My subject is memory. I assumed that those words had appeared in that order in at least a dozen pieces on this Blog, but it turns out that this is only the sixth time. The Memories Menu, and posts that have been tagged with the Memories category, contain well over 100 pieces between them, but neither of them has been added to for over a month. So far this year I have been posting daily Trivia pieces, appropriate for each day in January: things beginning with A on the first of the month, things beginning with B on the second, and so on. Lists of facts in alphabetical order have been taking up my time, and very few new memories have come to mind.
By “new memories” I mean those that have not been drafted or published before and which I might consider publishing, for my benefit if for nobody else’s. A memory came into my head earlier this week, possibly triggered by plans for my son’s Confirmation later this year. All being well, he will celebrate the sacrament of Confirmation in May, while he is still 14. In my day children were confirmed much earlier, at 10 or 11. My Confirmation took place on a school night. I was 10, in the equivalent of Year 6 (last year of primary education). I wore my school uniform, which required us to wear short trousers rather than long trousers.
The bishop who celebrated the mass had done the same two years earlier, when my brother was confirmed. My brother wore a suit from the gentlemen’s outfitters opposite the church. I believe the shop was called AE Meaker It was between the Lloyds Bank and The Emperor pub. The ceremony had been on a Sunday afternoon and we have photos of all of us outside the church, with the bishop and with the priest who would become our parish priest later in the 1970s. A small part of one of these photographs appears elsewhere on this Blog, scanned and cropped to show the sign above the Emperor, on this page about Dead Pubs of West London.

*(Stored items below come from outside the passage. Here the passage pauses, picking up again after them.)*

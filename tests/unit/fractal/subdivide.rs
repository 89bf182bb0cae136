use super::*;

fn draw_count_recursive(depth: u32) -> usize {
    if depth == 0 {
        return 0;
    }
    1 + 3 * draw_count_recursive(depth - 1)
}

#[test]
fn draw_counts_follow_the_geometric_series() {
    for d in 0..=8 {
        let stats = walk(TriangleNode::new(Point::ZERO, 64.0, d), |_| {});
        assert_eq!(Some(stats.drawn), expected_draws(d), "depth {d}");
        assert_eq!(stats.drawn, draw_count_recursive(d), "depth {d}");
        assert_eq!(stats.terminal, 3usize.pow(d), "depth {d}");
    }
    assert_eq!(expected_draws(5), Some(121));
}

#[test]
fn expected_draws_reports_overflow_instead_of_panicking() {
    assert_eq!(expected_draws(0), Some(0));
    assert!(expected_draws(40).is_some());
    assert_eq!(expected_draws(41), None);
    assert_eq!(expected_draws(u32::MAX), None);
}

#[test]
fn default_root_draws_121_and_visits_243_leaves() {
    let viewport = Viewport::new(1280, 720).unwrap();
    let params = FractalParams::for_viewport(viewport);
    assert_eq!(params.apex, Point::new(640.0, 100.0));
    assert_eq!(params.size, 300.0);
    assert_eq!(params.depth, 5);

    let mut drawn_depths = Vec::new();
    let stats = walk(params.root(), |n| drawn_depths.push(n.depth));
    assert_eq!(stats.drawn, 121);
    assert_eq!(stats.terminal, 243);
    assert!(drawn_depths.iter().all(|&d| d > 0));
    assert_eq!(stats.max_pending, 11);
}

#[test]
fn children_halve_size_and_decrement_depth() {
    let node = TriangleNode::new(Point::new(10.0, 20.0), 40.0, 3);
    let [a, b, c] = node.children().unwrap();
    for child in [a, b, c] {
        assert_eq!(child.size, 20.0);
        assert_eq!(child.depth, 2);
    }
    assert_eq!(a.apex, Point::new(10.0, 20.0));
    assert_eq!(b.apex, Point::new(0.0, 40.0));
    assert_eq!(c.apex, Point::new(20.0, 40.0));
}

#[test]
fn terminal_nodes_have_no_children() {
    let leaf = TriangleNode::new(Point::new(1.0, 1.0), 8.0, 0);
    assert!(leaf.is_terminal());
    assert!(leaf.children().is_none());
    let stats = walk(leaf, |_| panic!("depth-0 node must not be drawn"));
    assert_eq!(stats, SubdivisionStats { drawn: 0, terminal: 1, max_pending: 0 });
}

#[test]
fn walk_matches_recursive_pre_order() {
    fn recurse(node: TriangleNode, out: &mut Vec<TriangleNode>) {
        let Some(children) = node.children() else {
            return;
        };
        out.push(node);
        for child in children {
            recurse(child, out);
        }
    }

    let root = TriangleNode::new(Point::new(200.0, 100.0), 300.0, 4);
    let mut expected = Vec::new();
    recurse(root, &mut expected);

    let mut actual = Vec::new();
    walk(root, |n| actual.push(*n));
    assert_eq!(actual, expected);
}

#[test]
fn every_parent_child_pair_keeps_the_offsets() {
    let root = FractalParams::for_viewport(Viewport::new(800, 600).unwrap()).root();
    walk(root, |n| {
        let Some([a, b, c]) = n.children() else {
            return;
        };
        let s = n.size;
        assert_eq!(a.apex, n.apex);
        assert_eq!(b.apex, Point::new(n.apex.x - s / 4.0, n.apex.y + s / 2.0));
        assert_eq!(c.apex, Point::new(n.apex.x + s / 4.0, n.apex.y + s / 2.0));
        assert!([a, b, c].iter().all(|ch| ch.size == s / 2.0 && ch.depth + 1 == n.depth));
    });
}

#[test]
fn triangle_path_is_closed_with_apex_first() {
    use kurbo::PathEl;

    let node = TriangleNode::new(Point::new(50.0, 10.0), 20.0, 1);
    let els = node.triangle_path().elements().to_vec();
    assert_eq!(
        els,
        vec![
            PathEl::MoveTo(Point::new(50.0, 10.0)),
            PathEl::LineTo(Point::new(60.0, 30.0)),
            PathEl::LineTo(Point::new(40.0, 30.0)),
            PathEl::ClosePath,
        ]
    );
}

The church was much more crowded on that school evening when I was confirmed. It took me several minutes to get out, along with the man who acted as my sponsor. (My godfather wasn’t around; he had moved back to Ireland and I haven’t seen him since the 1970s.) The rest of the family were already outside. By the time I joined them, the bishop had moved on and it was too late to take a photo with him. My mum was disappointed about this but there’s not much I could have done. My dad commented that the homily was the same as it had been for my brother’s Confirmation, and for one we had attended the previous year for one of his godchildren, out near Heathrow Airport.
These recollections, about Confirmation ceremonies in the 1970s, were not what prompted this piece. The memory that came to me, out of nowhere, and for the first time in many years, was from later in that decade, when I was 15 and going to gigs in pubs and other small venues around London. The bishop who had officiated at all the Confirmation Masses I had attended was based in our parish for a year or two, in a house around the corner from the church, near the library. The house was in between the church and where I grew up. I passed it every day on the way to school, and at night on my way home from gigs, plays or parties.
One night, around midnight, I got off the bus at the usual stop on the High Road, five minutes’ walk from home. As I did so the bishop got out of a car on the corner near the bus-stop. He walked purposefully to the small vending machine outside the nearby sweet-shop. Do you remember those vending machines? They were fixed to the brickwork in between two shops. They were smaller than the ones you’d find on station platforms, and usually sold Dairy Crunch bars or small boxes of Poppets. The bishop put in a coin, pulled out a bar of chocolate and walked on ahead of me. I wondered whether to re-introduce myself but he was off, walking faster than me on the way back to the parish house. He was carrying a briefcase. All these years later I can’t recall if he unwrapped and ate his chocolate bar while he was walking along but I don’t think he did. It would have been a tricky manoeuvre with a suitcase in one hand. As I walked past the parish house he was letting himself in. His first action on closing the door behind him might well have been to make a start on that chocolate bar. I have had cravings for many things after a night out – chips, fried egg sandwiches, kebabs, burgers, more beer – but never for a bar of chocolate.